The question of evil presents a profound challenge to humanity - why do we do what we know to be wrong? This is especially a challenge to religious believers. Why doesn't an al-good and omnipotent God step in and put an end to evil? The Problem of Evil in the Western Tradition examines how Western thinkers have dealt with the problem of evil, starting in ancient Israel and tracing the question through post-biblical Judaism, Early Christianity (especially in Africa), the Middle Ages, the Renaissance, the Reformation, the Enlightenment, and to the twenty-first century when science has raised new and important issues.

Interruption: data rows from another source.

//! # Muxt CLI
//!
//! Turns named HTML templates into type-checked axum handlers.
//!
//! ## Startup sequence
//!
//! 1. Parse CLI arguments (clap handles `--help` / `--version` early-exit).
//! 2. Initialise the tracing subscriber (logging).
//! 3. Build the [`OutputManager`].
//! 4. Dispatch to the appropriate command handler.
//! 5. Translate any [`CliError`] into a user-facing message and exit code.
//!
//! ## Exit codes
//!
//! | Code | Meaning                                  |
//! |------|------------------------------------------|
//! |  0   | Success                                  |
//! |  1   | Any error (parse, check, I/O, bad flag)  |

use std::process::ExitCode;

use clap::Parser;
use tracing::{debug, info, instrument};

use crate::{
    cli::{Cli, Commands},
    error::{CliError, CliResult},
    logging::init_logging,
    output::OutputManager,
};

mod cli;
mod commands;
mod error;
mod logging;
mod output;

fn main() -> ExitCode {
    // ── 1. Parse arguments ────────────────────────────────────────────────
    // clap handles --help / --version and exits automatically; errors here
    // are argument-parse failures.
    let cli = match Cli::try_parse() {
        Ok(cli) => cli,
        Err(e) => {
            // Render clap's own error (already user-friendly) and exit 1.
            eprintln!("{}", e.render().ansi());
            return ExitCode::from(1);
        }
    };

    // ── 2. Initialise tracing ─────────────────────────────────────────────
    if let Err(e) = init_logging(&cli.global) {
        eprintln!("Failed to initialise logging: {e}");
        return ExitCode::from(1);
    }

    debug!(
        verbose = cli.global.verbose,
        quiet = cli.global.quiet,
        chdir = ?cli.global.chdir,
        "CLI started"
    );

    // ── 3. Build output manager ───────────────────────────────────────────
    let output = OutputManager::new(&cli.global);

    // ── 4. Dispatch + 5. Error handling ───────────────────────────────────
    match run(cli, output) {
        Ok(()) => {
            info!("muxt completed successfully");
            ExitCode::SUCCESS
        }
        Err(e) => handle_error(e, false),
    }
}

/// Dispatch to the correct command handler.
#[instrument(skip_all)]
fn run(cli: Cli, output: OutputManager) -> CliResult<()> {
    match cli.command {
        Commands::Generate(cmd) => commands::generate::execute(cmd, &cli.global, &output),
        Commands::Check(cmd) => commands::check::execute(cmd, &cli.global, &output),
        Commands::Routes(cmd) => commands::routes::execute(cmd, &cli.global, &output),
        Commands::TemplateCallers(cmd) => commands::callers::execute(cmd, &cli.global, &output),
        Commands::TemplateCalls(cmd) => commands::calls::execute(cmd, &cli.global, &output),
        Commands::TemplateSource(cmd) => commands::source::execute(cmd, &cli.global, &output),
        Commands::Documentation(cmd) => {
            commands::documentation::execute(cmd, &cli.global, &output)
        }
        Commands::Version => commands::version(&output),
        Commands::Completions(cmd) => commands::completions::execute(cmd),
    }
}

/// Translate a `CliError` into a user message and the exit code.
///
/// This is the single place where structured errors become human-readable
/// output; the format/suggestion machinery in `CliError` is all exercised
/// here. Every error path exits 1.
fn handle_error(err: CliError, verbose: bool) -> ExitCode {
    // 1. Emit a structured log event at the right severity.
    err.log();

    // 2. Print a user-friendly message. We write directly to stderr so the
    //    message appears even when stdout is redirected.
    let msg = if std::io::IsTerminal::is_terminal(&std::io::stderr()) {
        err.format_colored(verbose)
    } else {
        err.format_plain(verbose)
    };
    eprint!("{msg}");

    ExitCode::from(err.exit_code())
}

// ── tests ─────────────────────────────────────────────────────────────────────

#[cfg(test)]
mod tests {
    use super::*;
    use clap::CommandFactory;

    #[test]
    fn cli_structure_is_valid() {
        // Clap's internal consistency check — catches missing values, conflicts, etc.
        Cli::command().debug_assert();
    }

    #[test]
    fn cli_version_matches_cargo() {
        let cmd = Cli::command();
        assert_eq!(cmd.get_version(), Some(env!("CARGO_PKG_VERSION")));
    }
}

Joseph Kelly covers the book of Job, the book of Revelation, Augustine of Hippo, Aquinas, Luther, Maslow, Milton, Voltaire, Hume, Mary Shelley, Darwin, Jung, Flannery O'Connor, Karl Rahner, Teilhard de Chardin, and modern geneticists.
Editorial Review(s)
"Kelly (religious studies, John Carroll Univ.; The Concise Dictionary of Early Christianity) provides a "good run around the bases": a view of the problem of evil in a range of Western religious and quasireligious literature, including Blake and Milton, concluding with a prospectus on how our perspective of sin is likely to change in the face of the altered and multicultural world in which we live. For most collections." --Library Journal
About the Author
Joseph F. Kelly, Ph.D., is professor of religious studies at John Carroll University in Cleveland, Ohio. He is the author of The World of the Early Christians, published by The Liturgical Press."